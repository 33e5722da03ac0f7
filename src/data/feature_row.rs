// ============================================================
// Layer 4 — Feature Row Assembly
// ============================================================
// Builds the single 16-column row the scaler and model expect.
//
//   FormValues ──► walk FEATURE_SPEC in order
//                    numeric field     → raw value as f64
//                    categorical field → encoder ordinal as f64
//              ──► FeatureRow [f64; 16]
//
// Encoding happens here, before anything numeric runs: an
// unknown label stops assembly with UnknownCategory and the
// scaler and model are never called.
//
// The row is a fixed-size array so a short or long row cannot
// be built by this code; width errors can only come from an
// artifact fit on a different column count.

use crate::domain::error::PredictionError;
use crate::domain::feature_spec::{CategoricalField, Domain, FEATURE_COUNT, FEATURE_SPEC};
use crate::domain::form_values::{FormValues, RawValue};
use crate::domain::traits::CategoricalEncoder;

#[derive(Debug, Clone, Copy, PartialEq)]
pub struct FeatureRow([f64; FEATURE_COUNT]);

impl FeatureRow {
    /// Encode the categorical inputs and lay every value out in
    /// column order. `encoder_for` resolves the encoder of each
    /// categorical field.
    pub fn assemble<'a, F>(form: &FormValues, encoder_for: F) -> Result<Self, PredictionError>
    where
        F: Fn(CategoricalField) -> &'a dyn CategoricalEncoder,
    {
        let mut row = [0.0; FEATURE_COUNT];

        for (slot, spec) in row.iter_mut().zip(FEATURE_SPEC.iter()) {
            *slot = match (spec.domain, form.value(spec.field)) {
                (Domain::Categorical { field }, RawValue::Label(label)) => {
                    let ordinal = encoder_for(field).encode(label).ok_or_else(|| {
                        PredictionError::UnknownCategory {
                            field,
                            value: label.to_string(),
                        }
                    })?;
                    ordinal as f64
                }
                (_, RawValue::Number(value)) => value,
                (_, RawValue::Label(_)) => {
                    return Err(PredictionError::PredictorInternal(format!(
                        "column {} received a label but is not categorical",
                        spec.column
                    )))
                }
            };
        }

        Ok(Self(row))
    }

    pub fn as_slice(&self) -> &[f64] {
        &self.0
    }
}

// ─── Unit Tests ───────────────────────────────────────────────────────────────
#[cfg(test)]
mod tests {
    use super::*;
    use crate::test_support::{sample_encoders, scenario_form};

    #[test]
    fn test_scenario_row_layout() {
        let encoders = sample_encoders();
        let row = FeatureRow::assemble(&scenario_form(), |f| encoders.get(f)).unwrap();

        // Internet_Access "Yes" → 1, Peer_Influence "Positive" → 2,
        // Parental_Education_Level "College" → 0
        let expected = [
            5.0, 80.0, 6.0, 7.0, 5.0, 7.0, 75.0, 6.0,
            1.0, 2.0, 50.0, 7.0, 2.0, 3.0, 0.0, 5.0,
        ];
        assert_eq!(row.as_slice(), &expected[..]);
    }

    #[test]
    fn test_unknown_label_stops_assembly() {
        let encoders = sample_encoders();
        let form = FormValues {
            internet_access: "MaybeLater".to_string(),
            ..scenario_form()
        };
        let err = FeatureRow::assemble(&form, |f| encoders.get(f)).unwrap_err();
        assert_eq!(
            err,
            PredictionError::UnknownCategory {
                field: CategoricalField::InternetAccess,
                value: "MaybeLater".to_string(),
            }
        );
    }

    #[test]
    fn test_assembly_is_deterministic() {
        let encoders = sample_encoders();
        let a = FeatureRow::assemble(&scenario_form(), |f| encoders.get(f)).unwrap();
        let b = FeatureRow::assemble(&scenario_form(), |f| encoders.get(f)).unwrap();
        let bits = |r: &FeatureRow| r.as_slice().iter().map(|x| x.to_bits()).collect::<Vec<_>>();
        assert_eq!(bits(&a), bits(&b));
    }
}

═══

▶ [Exercise objective]
Among the lines above, find the ones containing "order" and copy them.

▶ [Task answer]
//   FormValues ──► walk FEATURE_SPEC in order
    /// column order. `encoder_for` resolves the encoder of each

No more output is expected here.